Which brings me to my rage. Before the events unfolded last week, Washington was going to be all about gun violence. Specifically, Congress was debating a bill on universal background checks. After the Newtown massacre, after the 3,500 gun murders and 5,500 gun suicides and accidental gun deaths since Newtown, after members of Congress and the President vowed to DO SOMETHING, a commonsense, bi-partisan bill on background checks failed the Senate 54-46. That’s right — it had majority support, but Republicans filibustered, forcing the Senate to reach the 60-vote threshold to even hold a vote on the bill.

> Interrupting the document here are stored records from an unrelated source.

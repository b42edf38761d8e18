use std::sync::Arc;

use axum::extract::rejection::{JsonRejection, QueryRejection};
use axum::extract::{Extension, Path, Query};
use axum::http::StatusCode;
use axum::routing::{get, patch, post};
use axum::{Json, Router};

use livelum_risks::{RiskId, RiskStatus};

use crate::app::routes::common::{self, HandlerResult};
use crate::app::services::AppServices;
use crate::app::{dto, errors};

pub fn router() -> Router {
    Router::new()
        .route("/", post(create_risk).get(list_risks))
        .route("/:id", get(get_risk).put(update_risk).delete(delete_risk))
        .route("/:id/status", patch(change_risk_status))
}

pub async fn create_risk(
    Extension(services): Extension<Arc<AppServices>>,
    body: Result<Json<dto::CreateRiskRequest>, JsonRejection>,
) -> HandlerResult {
    let body = common::body(body)?;
    let risk = common::service(services.risks.create(body.into()).await)?;
    Ok(errors::ok(
        StatusCode::CREATED,
        dto::RiskResponse::from(&risk),
        Some("Riesgo creado exitosamente"),
    ))
}

pub async fn list_risks(
    Extension(services): Extension<Arc<AppServices>>,
    query: Result<Query<dto::RiskListQuery>, QueryRejection>,
) -> HandlerResult {
    let criteria = common::criteria(common::query(query)?.into_criteria())?;
    let page = common::service(services.risks.search(criteria).await)?;
    let items = page.items.iter().map(dto::RiskResponse::from).collect::<Vec<_>>();
    Ok(errors::ok_page(items, page.total))
}

pub async fn get_risk(
    Extension(services): Extension<Arc<AppServices>>,
    Path(id): Path<String>,
) -> HandlerResult {
    let id: RiskId = common::parse_id(&id)?;
    let risk = common::service(services.risks.get(id).await)?;
    Ok(errors::ok(StatusCode::OK, dto::RiskResponse::from(&risk), None))
}

pub async fn update_risk(
    Extension(services): Extension<Arc<AppServices>>,
    Path(id): Path<String>,
    body: Result<Json<dto::UpdateRiskRequest>, JsonRejection>,
) -> HandlerResult {
    let id: RiskId = common::parse_id(&id)?;
    let body = common::body(body)?;
    let risk = common::service(services.risks.update(id, body.into()).await)?;
    Ok(errors::ok(
        StatusCode::OK,
        dto::RiskResponse::from(&risk),
        Some("Riesgo actualizado exitosamente"),
    ))
}

pub async fn change_risk_status(
    Extension(services): Extension<Arc<AppServices>>,
    Path(id): Path<String>,
    body: Result<Json<dto::StatusRequest<RiskStatus>>, JsonRejection>,
) -> HandlerResult {
    let id: RiskId = common::parse_id(&id)?;
    let body = common::body(body)?;
    let risk = common::service(services.risks.change_status(id, body.status).await)?;
    Ok(errors::ok(
        StatusCode::OK,
        dto::RiskResponse::from(&risk),
        Some("Estado del riesgo actualizado"),
    ))
}

pub async fn delete_risk(
    Extension(services): Extension<Arc<AppServices>>,
    Path(id): Path<String>,
) -> HandlerResult {
    let id: RiskId = common::parse_id(&id)?;
    common::service(services.risks.delete(id).await)?;
    Ok(errors::ok_message("Riesgo eliminado exitosamente"))
}
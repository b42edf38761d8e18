use core::cmp::Ordering;

use serde::{Deserialize, Serialize};

use livelum_core::criteria::{cmp_text, contains_ignore_case, normalize_text};
use livelum_core::{CompanyId, CompanyScoped, Entity, Pagination, SearchCriteria, Sequenced, SortOrder};

use crate::skill::{Skill, SkillCategory, SkillStatus};

/// Sortable skill fields.
#[derive(Debug, Clone, Copy, Default, PartialEq, Eq, Serialize, Deserialize)]
#[serde(rename_all = "camelCase")]
pub enum SkillSortField {
    #[default]
    Number,
    Title,
    Category,
    Status,
    CreatedAt,
    UpdatedAt,
}

/// Skill search: company/category/status equality, title substring (case-insensitive).
#[derive(Debug, Clone, Default, PartialEq, Eq)]
pub struct SkillSearchCriteria {
    company_id: Option<CompanyId>,
    title: Option<String>,
    category: Option<SkillCategory>,
    status: Option<SkillStatus>,
    sort_by: SkillSortField,
    sort_order: SortOrder,
    pagination: Pagination,
}

impl SkillSearchCriteria {
    pub fn builder() -> SkillSearchCriteriaBuilder {
        SkillSearchCriteriaBuilder::default()
    }

    pub fn company_id(&self) -> Option<CompanyId> {
        self.company_id
    }

    pub fn title(&self) -> Option<&str> {
        self.title.as_deref()
    }

    pub fn category(&self) -> Option<SkillCategory> {
        self.category
    }

    pub fn status(&self) -> Option<SkillStatus> {
        self.status
    }

    pub fn sort_by(&self) -> SkillSortField {
        self.sort_by
    }

    pub fn sort_order(&self) -> SortOrder {
        self.sort_order
    }

    pub fn limit(&self) -> Option<u32> {
        self.pagination.limit
    }

    pub fn offset(&self) -> Option<u32> {
        self.pagination.offset
    }
}

/// Accumulates optional filters into a [`SkillSearchCriteria`].
#[derive(Debug, Clone, Default)]
pub struct SkillSearchCriteriaBuilder {
    inner: SkillSearchCriteria,
}

impl SkillSearchCriteriaBuilder {
    pub fn with_company(mut self, company_id: CompanyId) -> Self {
        self.inner.company_id = Some(company_id);
        self
    }

    /// Blank titles are ignored.
    pub fn with_title(mut self, title: Option<String>) -> Self {
        self.inner.title = normalize_text(title);
        self
    }

    pub fn with_category(mut self, category: Option<SkillCategory>) -> Self {
        self.inner.category = category;
        self
    }

    pub fn with_status(mut self, status: Option<SkillStatus>) -> Self {
        self.inner.status = status;
        self
    }

    pub fn with_sort(mut self, field: SkillSortField, order: SortOrder) -> Self {
        self.inner.sort_by = field;
        self.inner.sort_order = order;
        self
    }

    /// 1-based page; `offset = (page - 1) * limit`.
    pub fn with_pagination(mut self, page: u32, limit: u32) -> Self {
        self.inner.pagination = Pagination::from_page(page, limit);
        self
    }

    pub fn build(self) -> SkillSearchCriteria {
        self.inner
    }
}

impl SearchCriteria<Skill> for SkillSearchCriteria {
    fn matches(&self, skill: &Skill) -> bool {
        if self.company_id.is_some_and(|c| c != skill.company_id()) {
            return false;
        }
        if self.category.is_some_and(|c| c != skill.category()) {
            return false;
        }
        if self.status.is_some_and(|s| s != skill.status()) {
            return false;
        }
        self.title
            .as_deref()
            .is_none_or(|t| contains_ignore_case(skill.title(), t))
    }

    fn compare(&self, a: &Skill, b: &Skill) -> Ordering {
        let primary = match self.sort_by {
            SkillSortField::Number => a.number().cmp(&b.number()),
            SkillSortField::Title => cmp_text(a.title(), b.title()),
            SkillSortField::Category => a.category().as_str().cmp(b.category().as_str()),
            SkillSortField::Status => a.status().as_str().cmp(b.status().as_str()),
            SkillSortField::CreatedAt => a.created_at().cmp(&b.created_at()),
            SkillSortField::UpdatedAt => a.updated_at().cmp(&b.updated_at()),
        };
        self.sort_order
            .apply(primary)
            .then_with(|| a.id().cmp(b.id()))
    }

    fn pagination(&self) -> Pagination {
        self.pagination
    }
}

Oh, and did I mention that about 90 percent of Americans support universal background checks? When is the last time 90 percent of anyone agreed on anything? It fills me with shame and a growing rage that something so universally supported and non-controversial could not get out of the Senate because a minority of Senators are more concerned about what the NRA leadership thinks than what the American people think. And the NRA certainly played up to these fears, spending record amounts on lobbying this first quarter — lobbying against something that their own members support.
And let me be clear about who I think deserves the blame: It’s the Republicans in the Senate. Sure, there were 4 Democrats who voted against the bill. Their cowardice is particularly shameful, considering that red-state Democratic senators up for re-election in 2014, like Mary Landrieu and Kay Hagen, voted yes. But the GOP gets the brunt of my rage. Why? It’s simple: About 90 percent of Democrats voted with 90 percent of the American people, and about 90 percent of Republicans voted against them. We didn’t even need a majority of Republicans to vote yes… we only needed 10 or so. But they couldn’t even muster that — we got 4. So shame on the GOP. Shame. On. Them.
This is an issue that hits home for our community. As we all know, in hundreds of communities across the country, gun violence is something African-Americans have to deal with on a daily basis. Too many parents have seen their kids lose their lives at the end of a gun. Too many of our children are attempting to learn and grow in communities plagued by gun violence. And for women, the toll of gun violence is often magnified. Compared with women in other developed nations, women in the U.S. are 11 times more likely to be murdered with guns.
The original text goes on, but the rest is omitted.